Table of Contents

Apart from the well-rehearsed scenario of a freeze on plutonium production at North Korea’s Yongbyon facility, any prospective agreement that freezes or otherwise proscribes activity in other parts of North Korea’s nuclear weapons complex would involve far more complicated issues of monitoring and verification. Especially if an agreement were to get into issues on missile forces or weapons-related R&D—both of which would be necessary to ultimately reach denuclearization—novel and innovative approaches would be needed for monitoring, assessing, and ultimately verifying North Korea’s compliance.

Probabilistic verification offers a compelling alternative. It is a framework for verifying complex nuclear agreements in conditions where access and confidence are limited—as is likely to be the case in any near-term scenario with North Korea. If an agreement with Pyongyang is pursued, policymakers and negotiators should keep the virtues of probabilistic verification in mind as they consider how to approach verification and monitoring.

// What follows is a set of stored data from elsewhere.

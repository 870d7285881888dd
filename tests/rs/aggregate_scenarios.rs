//! End-to-end aggregation scenarios over the public API.

use academic_analytics::core::models::{CourseRecord, Semester};
use academic_analytics::core::primitives::GradeGranularity;
use academic_analytics::core::store::DemoStore;
use academic_analytics::core::{AnalyticsError, InvalidGradePolicy};
use academic_analytics::{aggregate, AnalyticsConfig};

fn course(id: &str, code: &str, grade: &str, credits: f64, sem: Semester, year: i32) -> CourseRecord {
    CourseRecord::new(id, code, credits, sem, year).with_grade(grade)
}

fn close(a: f64, b: f64) -> bool {
    (a - b).abs() < 1e-9
}

#[test]
fn empty_transcript_has_no_data() {
    let bundle = aggregate(&[], &AnalyticsConfig::default()).unwrap();
    assert_eq!(bundle.total_courses, 0);
    assert!(close(bundle.overall_gpa, 0.0));
    assert!(bundle.grade_distribution.is_empty());
    assert!(bundle.has_no_data);
}

#[test]
fn two_courses_one_term() {
    let records = vec![
        course("1", "CS 2500", "A", 3.0, Semester::Fall, 2023),
        course("2", "CS 2510", "B", 3.0, Semester::Fall, 2023),
    ];
    let bundle = aggregate(&records, &AnalyticsConfig::default()).unwrap();

    assert!(close(bundle.overall_gpa, 3.5));
    let shares: Vec<(&str, usize, f64)> = bundle
        .grade_distribution
        .iter()
        .map(|s| (s.grade.as_str(), s.count, s.percentage))
        .collect();
    assert_eq!(shares, vec![("A", 1, 50.0), ("B", 1, 50.0)]);
    assert!(!bundle.has_no_data);
}

#[test]
fn best_term_and_improvement() {
    let records = vec![
        course("1", "CS 2500", "B", 4.0, Semester::Fall, 2023),
        course("2", "CS 3500", "A", 4.0, Semester::Spring, 2024),
        course("3", "CS 3650", "A-", 4.0, Semester::Spring, 2024),
    ];
    let bundle = aggregate(&records, &AnalyticsConfig::default()).unwrap();

    assert_eq!(bundle.gpa_by_period[0].gpa, Some(3.0));
    assert_eq!(bundle.gpa_by_period[1].gpa, Some(3.85));
    let best = bundle.insights.best_semester.as_ref().unwrap();
    assert_eq!(best.period.label(), "Spring 2024");
    assert!(bundle.insights.is_improving);
    let worst = bundle.insights.worst_semester.as_ref().unwrap();
    assert_eq!(worst.period.label(), "Fall 2023");
}

#[test]
fn progress_is_clamped_past_requirement() {
    let records: Vec<CourseRecord> = (0..5)
        .map(|i| {
            course(
                &format!("r{i}"),
                &format!("GEN {i}"),
                "A",
                25.0,
                Semester::Fall,
                2019 + i,
            )
        })
        .collect();
    let bundle = aggregate(&records, &AnalyticsConfig::default()).unwrap();

    assert!(close(bundle.total_credits, 125.0));
    assert!(close(bundle.degree_progress.percentage, 100.0));
    assert!(close(bundle.degree_progress.remaining_credits, 0.0));
    assert!(matches!(
        bundle.degree_progress.estimated_semesters_remaining,
        None | Some(0)
    ));
}

#[test]
fn progress_below_requirement() {
    let records = vec![
        course("1", "CS 2500", "A", 15.0, Semester::Fall, 2023),
        course("2", "CS 2510", "B", 15.0, Semester::Spring, 2024),
    ];
    let config = AnalyticsConfig::default();
    let bundle = aggregate(&records, &config).unwrap();

    assert!(close(bundle.degree_progress.percentage, 25.0));
    assert!(close(bundle.degree_progress.remaining_credits, 90.0));
    assert_eq!(bundle.degree_progress.estimated_semesters_remaining, Some(6));
}

#[test]
fn distribution_counts_match_graded_courses() {
    let records = DemoStore::records();
    for granularity in [GradeGranularity::Exact, GradeGranularity::Collapsed] {
        let config = AnalyticsConfig {
            grade_bucket_granularity: granularity,
            ..AnalyticsConfig::default()
        };
        let bundle = aggregate(&records, &config).unwrap();

        let graded = records
            .iter()
            .filter(|r| !r.is_in_progress())
            .filter_map(|r| r.parsed_grade().ok().flatten())
            .filter(|g| g.is_gpa_affecting())
            .count();
        let counted: usize = bundle.grade_distribution.iter().map(|s| s.count).sum();
        assert_eq!(counted, graded);
    }
}

#[test]
fn department_shares_sum_to_hundred() {
    let bundle = aggregate(&DemoStore::records(), &AnalyticsConfig::default()).unwrap();
    let total: f64 = bundle
        .department_distribution
        .iter()
        .map(|d| d.percentage)
        .sum();
    assert!((total - 100.0).abs() < 0.5, "got {total}");
    assert_eq!(bundle.department_count, bundle.department_distribution.len());
}

#[test]
fn input_order_does_not_matter() {
    let records = DemoStore::records();
    let config = AnalyticsConfig::default();
    let expected = aggregate(&records, &config).unwrap();

    let mut reversed = records.clone();
    reversed.reverse();
    assert_eq!(aggregate(&reversed, &config).unwrap(), expected);

    let mut rotated = records;
    rotated.rotate_left(5);
    assert_eq!(aggregate(&rotated, &config).unwrap(), expected);
}

#[test]
fn single_term_is_not_improving() {
    let records = vec![course("1", "CS 2500", "A", 4.0, Semester::Fall, 2023)];
    let bundle = aggregate(&records, &AnalyticsConfig::default()).unwrap();
    assert!(!bundle.insights.is_improving);
    assert!(close(bundle.insights.gpa_change, 0.0));
}

#[test]
fn invalid_grades_follow_policy() {
    let records = vec![
        course("ok", "CS 2500", "A", 4.0, Semester::Fall, 2023),
        course("bad", "CS 2510", "Z+", 4.0, Semester::Fall, 2023),
    ];

    let bundle = aggregate(&records, &AnalyticsConfig::default()).unwrap();
    assert_eq!(bundle.skipped_records, vec!["bad".to_string()]);
    assert_eq!(bundle.total_courses, 1);

    let strict = AnalyticsConfig {
        invalid_grade_policy: InvalidGradePolicy::Abort,
        ..AnalyticsConfig::default()
    };
    match aggregate(&records, &strict) {
        Err(AnalyticsError::InvalidGrade { record_id, .. }) => assert_eq!(record_id, "bad"),
        other => panic!("expected an invalid grade error, got {other:?}"),
    }
}

#[test]
fn in_progress_courses_stay_out_of_gpa() {
    let records = vec![
        course("1", "CS 2500", "B", 4.0, Semester::Fall, 2023),
        CourseRecord::new("2", "CS 3500", 4.0, Semester::Spring, 2024).in_progress(),
    ];
    let bundle = aggregate(&records, &AnalyticsConfig::default()).unwrap();

    assert!(close(bundle.overall_gpa, 3.0));
    assert_eq!(bundle.total_courses, 1);
    assert_eq!(bundle.in_progress.courses, 1);
    assert!(close(bundle.in_progress.credits, 4.0));
    assert_eq!(bundle.gpa_by_period.len(), 1);
}

#[test]
fn fractional_in_progress_credits_are_order_independent() {
    let records = vec![
        course("done", "CS 2500", "A", 4.0, Semester::Fall, 2023),
        CourseRecord::new("ip1", "CS 3500", 2.017, Semester::Spring, 2024).in_progress(),
        CourseRecord::new("ip2", "CS 3650", 0.127, Semester::Spring, 2024).in_progress(),
        CourseRecord::new("ip3", "MATH 2331", 1.121, Semester::Spring, 2024).in_progress(),
    ];
    let config = AnalyticsConfig::default();
    let forward = aggregate(&records, &config).unwrap();

    let mut reversed = records;
    reversed.reverse();
    let backward = aggregate(&reversed, &config).unwrap();

    assert_eq!(forward, backward);
    assert_eq!(
        forward.in_progress.credits.to_bits(),
        backward.in_progress.credits.to_bits()
    );
}

#[test]
fn empty_sums_are_positive_zero() {
    let in_progress_only = vec![
        CourseRecord::new("1", "CS 3500", 4.0, Semester::Spring, 2024).in_progress(),
    ];
    let bundle = aggregate(&in_progress_only, &AnalyticsConfig::default()).unwrap();
    assert!(bundle.has_no_data);
    assert!(bundle.total_credits.is_sign_positive());
    assert!(bundle.overall_gpa.is_sign_positive());
    assert!(bundle.degree_progress.percentage.is_sign_positive());
    assert!(bundle.insights.avg_credits_per_semester.is_sign_positive());
    let json = serde_json::to_string(&bundle).unwrap();
    assert!(!json.contains("-0.0"), "{json}");

    let withdrawn_only = vec![
        course("1", "CS 2500", "W", 4.0, Semester::Fall, 2023),
        course("2", "CS 2510", "W", 4.0, Semester::Fall, 2023),
    ];
    let bundle = aggregate(&withdrawn_only, &AnalyticsConfig::default()).unwrap();
    let fall = &bundle.gpa_by_period[0];
    assert!(fall.attempted_credits.is_sign_positive());
    assert!(fall.earned_credits.is_sign_positive());
    assert!(bundle.credits_by_period[0].credits.is_sign_positive());
    assert!(bundle.total_credits.is_sign_positive());
}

The Traditional Approach to Verification

Verification is the process of deciding whether to believe a party is meeting their commitments under an agreement. This process is often informed by monitoring systems, including sensors that detect anomalous or noncompliant behavior. For example, a sensor that measures the enrichment levels of uranium hexafluoride gas could serve as part of a monitoring system for verifying an agreement designed to prevent a country from producing highly enriched uranium.

Thomas MacDonald
Thomas MacDonald is a fellow in the Nuclear Policy Program at the Carnegie Endowment for International Peace.
More >

Monitoring and verification have historically been approached by focusing narrowly on monitoring a small handful of activities where a breach of the agreement could be easily detected with high confidence. For example, under the Joint Comprehensive Plan of Action with Iran, uranium enrichment at the country’s Natanz facility was monitored with an online enrichment monitoring system that could detect if Iran were enriching above acceptable limits in real time. This is an effective approach to verification that has been successfully applied to arms control agreements over the years. However, it suffers from key problems in the context of North Korea, owing to the breadth and complexity of the country’s nuclear program, limited outside knowledge of the program’s elements, potentially limited onsite access for inspectors, and the lack of trust between the negotiating parties.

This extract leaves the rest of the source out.